Once the doctors have determined that there are cancer cells present they have to determine what stage the disease is in before they can start any treatment. In order to find out what stage the cancer is in the doctor must know grade the tumor is which we discussed earlier and they also may need to run a series of more test such as a CT scan or a chest x-ray. The CT scan is where they would give you some contrast material and the machine would then take several pictures to get a clearer picture of your pelvis and abdomen to see any tumors or abdominal fluid. The chest x-ray is used to see if the cancer has spread to your lungs and if there is any fluid buildup there as well.
There are four stages of ovarian cancer; the first stage is called stage 1. Stage 1 is where cancer cells can be found on one or both ovaries or in abdominal fluid. Only 15 percent of the total women diagnosed have stage 1 and they have a 5 year survival rate of 93.8 percent (statistics). Stage 2 is where the cancer has spread to other reproductive organs such as the fallopian tubes and the uterus. It can also be found in abdominal fluid as well as other tissue in the pelvis area. The 5 year survival rate for stage 2 is 72.8 percent and only 17 percent of women diagnosed have this stage. Stage 3 is where the cancer has spread to the lymph nodes and can be also found on the outside of the liver. This is the most common stage that women are diagnosed (62 percent) with only a 28.2 percent survival rate or 5 years (statistics). The last stage is stage 4 and this is when the cancer can be found in the lungs or in any other organs. So, at this point it has traveled out of both the pelvic and abdominal areas. This has the lowest survival rate of 27.3 percent and the lowest percent of women diagnosed at 7 percent (statistics).

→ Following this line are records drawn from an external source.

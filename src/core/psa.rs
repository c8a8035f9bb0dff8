use log::info;
use rand::{Rng, SeedableRng};
use rand_chacha::ChaCha8Rng;
use rand_distr::{Beta, Distribution, Gamma, LogNormal, Normal};
use rayon::prelude::*;
use serde::{Deserialize, Serialize};

use super::analysis::{icer, run_scenario};
use super::error::ModelError;
use super::monte_carlo::{derive_seed, percentile};
use super::params::{ModelConfig, ParameterSet, Scenario};
use super::types::{Icer, LIVING_STAGE_COUNT, OutcomeSummary, Percentiles, Stage};

/// Seed stream reserved for PSA draws, distinct from patient simulation.
const PSA_STREAM: u32 = 1;

#[derive(Debug, Clone, Copy, PartialEq, Serialize, Deserialize)]
pub struct BetaParams {
    pub alpha: f64,
    pub beta: f64,
}

#[derive(Debug, Clone, Copy, PartialEq, Serialize, Deserialize)]
pub struct GammaParams {
    pub shape: f64,
    pub scale: f64,
}

#[derive(Debug, Clone, Copy, PartialEq, Serialize, Deserialize)]
pub struct LogNormalParams {
    pub mu: f64,
    pub sigma: f64,
}

#[derive(Debug, Clone, Copy, PartialEq, Serialize, Deserialize)]
pub struct NormalParams {
    pub mean: f64,
    pub sd: f64,
}

/// Parameter uncertainty. Per-stage arrays follow the living stages from
/// Normal to EndStage; decline entries are early, middle and late.
#[derive(Debug, Clone, PartialEq, Serialize, Deserialize)]
#[serde(default, rename_all = "camelCase")]
pub struct PsaDistributions {
    pub utilities: [BetaParams; LIVING_STAGE_COUNT],
    pub stage_costs: [GammaParams; LIVING_STAGE_COUNT],
    pub relative_risks: [LogNormalParams; LIVING_STAGE_COUNT],
    pub natural_decline: [NormalParams; 3],
    pub decline_floor: f64,
    pub discount_rate: BetaParams,
    pub discount_scale: f64,
    /// Early childhood, school age, adolescent, adult. Only sampled when the
    /// model has caregiver parameters.
    pub caregiver: [BetaParams; 4],
}

impl Default for PsaDistributions {
    fn default() -> Self {
        let beta = |alpha, beta| BetaParams { alpha, beta };
        let gamma = |scale| GammaParams { shape: 25.0, scale };
        let lognormal = |median: f64, sigma| LogNormalParams {
            mu: median.ln(),
            sigma,
        };
        let normal = |mean, sd| NormalParams { mean, sd };
        Self {
            utilities: [
                beta(40.8, 10.2),
                beta(46.08, 18.12),
                beta(46.24, 21.76),
                beta(36.6, 23.4),
                beta(29.16, 24.84),
                beta(16.0, 24.0),
            ],
            stage_costs: [
                gamma(1_120.0),
                gamma(1_320.0),
                gamma(1_520.0),
                gamma(2_120.0),
                gamma(2_520.0),
                gamma(6_520.0),
            ],
            relative_risks: [
                lognormal(10.0, 0.15),
                lognormal(15.0, 0.15),
                lognormal(30.0, 0.20),
                lognormal(50.0, 0.20),
                lognormal(80.0, 0.25),
                lognormal(120.0, 0.25),
            ],
            natural_decline: [normal(1.0, 0.2), normal(3.0, 0.45), normal(1.5, 0.3)],
            decline_floor: 0.1,
            discount_rate: beta(3.0, 47.0),
            discount_scale: 0.06,
            caregiver: [
                beta(14.4, 105.6),
                beta(10.0, 90.0),
                beta(8.0, 92.0),
                beta(5.0, 95.0),
            ],
        }
    }
}

impl PsaDistributions {
    pub fn sampler(&self) -> Result<PsaSampler, ModelError> {
        if !self.decline_floor.is_finite() || self.decline_floor < 0.0 {
            return Err(ModelError::distribution("decline floor must be >= 0"));
        }
        if !self.discount_scale.is_finite() || !(0.0..1.0).contains(&self.discount_scale) {
            return Err(ModelError::distribution(
                "discount scale must keep sampled rates within [0, 1)",
            ));
        }

        let utilities = Stage::LIVING
            .iter()
            .zip(&self.utilities)
            .map(|(stage, p)| beta(p, &format!("utility for {}", stage.label())))
            .collect::<Result<Vec<_>, _>>()?;
        let stage_costs = Stage::LIVING
            .iter()
            .zip(&self.stage_costs)
            .map(|(stage, p)| {
                Gamma::new(p.shape, p.scale).map_err(|e| {
                    ModelError::distribution(format!("annual cost for {}: {e}", stage.label()))
                })
            })
            .collect::<Result<Vec<_>, _>>()?;
        let relative_risks = Stage::LIVING
            .iter()
            .zip(&self.relative_risks)
            .map(|(stage, p)| {
                LogNormal::new(p.mu, p.sigma).map_err(|e| {
                    ModelError::distribution(format!("relative risk for {}: {e}", stage.label()))
                })
            })
            .collect::<Result<Vec<_>, _>>()?;
        let natural_decline = self
            .natural_decline
            .iter()
            .map(|p| {
                Normal::new(p.mean, p.sd)
                    .map_err(|e| ModelError::distribution(format!("natural decline: {e}")))
            })
            .collect::<Result<Vec<_>, _>>()?;
        let caregiver = self
            .caregiver
            .iter()
            .map(|p| beta(p, "caregiver disutility"))
            .collect::<Result<Vec<_>, _>>()?;

        Ok(PsaSampler {
            utilities,
            stage_costs,
            relative_risks,
            natural_decline,
            decline_floor: self.decline_floor,
            discount_rate: beta(&self.discount_rate, "discount rate")?,
            discount_scale: self.discount_scale,
            caregiver,
        })
    }
}

fn beta(params: &BetaParams, what: &str) -> Result<Beta<f64>, ModelError> {
    Beta::new(params.alpha, params.beta)
        .map_err(|e| ModelError::distribution(format!("{what}: {e}")))
}

/// Validated distributions ready to draw parameter sets from.
#[derive(Debug, Clone)]
pub struct PsaSampler {
    utilities: Vec<Beta<f64>>,
    stage_costs: Vec<Gamma<f64>>,
    relative_risks: Vec<LogNormal<f64>>,
    natural_decline: Vec<Normal<f64>>,
    decline_floor: f64,
    discount_rate: Beta<f64>,
    discount_scale: f64,
    caregiver: Vec<Beta<f64>>,
}

impl PsaSampler {
    /// Draws one parameter set around `base`. Quantities without a
    /// distribution keep their base values.
    pub fn sample<R: Rng>(
        &self,
        base: &ModelConfig,
        rng: &mut R,
    ) -> Result<ParameterSet, ModelError> {
        let mut config = base.clone();
        for (i, stage) in Stage::LIVING.into_iter().enumerate() {
            config.base_utilities[stage] = self.utilities[i].sample(rng);
            config.stage_costs[stage] = self.stage_costs[i].sample(rng);
            config.relative_risks[stage] = self.relative_risks[i].sample(rng);
        }

        let floor = self.decline_floor;
        config.decline.early_rate = self.natural_decline[0].sample(rng).max(floor);
        config.decline.middle_rate = self.natural_decline[1].sample(rng).max(floor);
        config.decline.late_rate = self.natural_decline[2].sample(rng).max(floor);
        config.discount_rate = self.discount_rate.sample(rng) * self.discount_scale;

        if let Some(caregiver) = config.caregiver.as_mut() {
            caregiver.early_childhood = -self.caregiver[0].sample(rng);
            caregiver.school_age = -self.caregiver[1].sample(rng);
            caregiver.adolescent = -self.caregiver[2].sample(rng);
            caregiver.adult = -self.caregiver[3].sample(rng);
        }

        ParameterSet::new(config)
    }
}

#[derive(Debug, Clone, PartialEq, Serialize, Deserialize)]
#[serde(default, rename_all = "camelCase")]
pub struct PsaSettings {
    pub iterations: u32,
    pub seed: u64,
    pub distributions: PsaDistributions,
    pub wtp_thresholds: Vec<f64>,
}

impl Default for PsaSettings {
    fn default() -> Self {
        Self {
            iterations: 1_000,
            seed: 42,
            distributions: PsaDistributions::default(),
            wtp_thresholds: (0..=20).map(|i| f64::from(i) * 25_000.0).collect(),
        }
    }
}

#[derive(Debug, Clone, PartialEq, Serialize)]
#[serde(rename_all = "camelCase")]
pub struct PsaDraw {
    pub scenario: String,
    pub outcome: OutcomeSummary,
    pub incremental_cost: f64,
    pub incremental_qalys: f64,
    pub icer: Icer,
}

#[derive(Debug, Clone, PartialEq, Serialize)]
#[serde(rename_all = "camelCase")]
pub struct PsaIteration {
    pub iteration: u32,
    pub baseline: OutcomeSummary,
    pub interventions: Vec<PsaDraw>,
}

#[derive(Debug, Clone, Copy, PartialEq, Serialize)]
#[serde(rename_all = "camelCase")]
pub struct CeacPoint {
    pub threshold: f64,
    pub probability_cost_effective: f64,
}

#[derive(Debug, Clone, PartialEq, Serialize)]
#[serde(rename_all = "camelCase")]
pub struct PsaScenarioSummary {
    pub scenario: String,
    pub mean_incremental_cost: f64,
    pub mean_incremental_qalys: f64,
    pub icer_of_means: Icer,
    pub incremental_qalys_range: Percentiles,
    pub ceac: Vec<CeacPoint>,
}

#[derive(Debug, Clone, PartialEq, Serialize)]
#[serde(rename_all = "camelCase")]
pub struct PsaReport {
    pub iterations: u32,
    pub seed: u64,
    pub scenarios: Vec<PsaScenarioSummary>,
    pub draws: Vec<PsaIteration>,
}

/// Share of ICERs at or below each threshold. Infinite and dominated ratios
/// never count as cost-effective.
pub fn ceac(icers: &[Icer], thresholds: &[f64]) -> Vec<CeacPoint> {
    let n = icers.len().max(1) as f64;
    thresholds
        .iter()
        .map(|&threshold| {
            let accepted = icers.iter().filter(|i| i.is_within(threshold)).count();
            CeacPoint {
                threshold,
                probability_cost_effective: accepted as f64 / n,
            }
        })
        .collect()
}

fn run_iteration(
    sampler: &PsaSampler,
    base: &ModelConfig,
    baseline: &Scenario,
    interventions: &[Scenario],
    seed: u64,
    iteration: u32,
) -> Result<PsaIteration, ModelError> {
    let mut rng = ChaCha8Rng::seed_from_u64(derive_seed(seed, PSA_STREAM, iteration));
    let params = sampler.sample(base, &mut rng)?;
    let base_result = run_scenario(&params, baseline)?;

    let draws = interventions
        .iter()
        .map(|scenario| {
            let result = run_scenario(&params, scenario)?;
            let incremental_cost = result.total_cost - base_result.total_cost;
            let incremental_qalys = result.total_qalys - base_result.total_qalys;
            Ok(PsaDraw {
                scenario: scenario.name.clone(),
                outcome: OutcomeSummary::from(&result),
                incremental_cost,
                incremental_qalys,
                icer: icer(incremental_cost, incremental_qalys),
            })
        })
        .collect::<Result<Vec<_>, ModelError>>()?;

    Ok(PsaIteration {
        iteration,
        baseline: OutcomeSummary::from(&base_result),
        interventions: draws,
    })
}

pub fn run_psa(
    params: &ParameterSet,
    baseline: &Scenario,
    interventions: &[Scenario],
    settings: &PsaSettings,
) -> Result<PsaReport, ModelError> {
    if settings.iterations == 0 {
        return Err(ModelError::config("PSA iterations must be > 0"));
    }
    if settings.wtp_thresholds.iter().any(|t| !t.is_finite()) {
        return Err(ModelError::config("willingness-to-pay thresholds must be finite"));
    }
    let sampler = settings.distributions.sampler()?;
    let base = params.config();

    info!(
        "PSA: {} iterations x {} intervention(s), seed {}",
        settings.iterations,
        interventions.len(),
        settings.seed
    );
    let draws = (0..settings.iterations)
        .into_par_iter()
        .map(|i| run_iteration(&sampler, base, baseline, interventions, settings.seed, i))
        .collect::<Result<Vec<_>, ModelError>>()?;

    let scenarios = interventions
        .iter()
        .enumerate()
        .map(|(k, scenario)| {
            summarise_scenario(&scenario.name, &draws, k, &settings.wtp_thresholds)
        })
        .collect();
    info!("PSA complete");

    Ok(PsaReport {
        iterations: settings.iterations,
        seed: settings.seed,
        scenarios,
        draws,
    })
}

fn summarise_scenario(
    name: &str,
    draws: &[PsaIteration],
    index: usize,
    thresholds: &[f64],
) -> PsaScenarioSummary {
    let n = draws.len() as f64;
    let scenario_draws: Vec<&PsaDraw> = draws.iter().map(|d| &d.interventions[index]).collect();
    let mean_cost = scenario_draws.iter().map(|d| d.incremental_cost).sum::<f64>() / n;
    let mean_qalys = scenario_draws.iter().map(|d| d.incremental_qalys).sum::<f64>() / n;
    let mut qalys: Vec<f64> = scenario_draws.iter().map(|d| d.incremental_qalys).collect();
    let icers: Vec<Icer> = scenario_draws.iter().map(|d| d.icer).collect();

    PsaScenarioSummary {
        scenario: name.to_string(),
        mean_incremental_cost: mean_cost,
        mean_incremental_qalys: mean_qalys,
        icer_of_means: icer(mean_cost, mean_qalys),
        incremental_qalys_range: Percentiles {
            p25: percentile(&mut qalys, 25.0),
            p50: percentile(&mut qalys, 50.0),
            p75: percentile(&mut qalys, 75.0),
        },
        ceac: ceac(&icers, thresholds),
    }
}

Once the doctor has determined what stage you are in you can start treatment accordingly. Most women will have surgery to remove cancer cells and also both ovaries and fallopian tubes, your uterus, any nearby lymph nodes, as well as the omentum which is a thin fat pad that covers the intestines. If you only have stage 1 sometimes the doctors will leave the uterus intact and only take one ovary and fallopian tube but this depends on your age and whether or not you would like to become pregnant and have children. If the cancer is one of the other stages (2, 3 or 4) then they might have to go in further and remove as much cancer as they possibly can. They can also do chemotherapy as a form of treatment. This is when “anticancer” drugs are given to kill the cancerous cell. The drugs can be given by either inserting them into the vein (IV), intraperitoneal (IP) which is given directly into the abdomen through a very thin tube, or by mouth via pill form (ovarian cancer 13). The side effects to the chemotherapy can be hair loss, vomiting, and diarrhea. This is because the drugs also harm normal cells, so it can damage your hair cells (hair loss) and the cells that line your digestive tract (vomiting and diarrhea) but it can also damage your blood cells and make your body bruise easier and you would be more susceptible to get infections because your blood cells are what help fight infections off.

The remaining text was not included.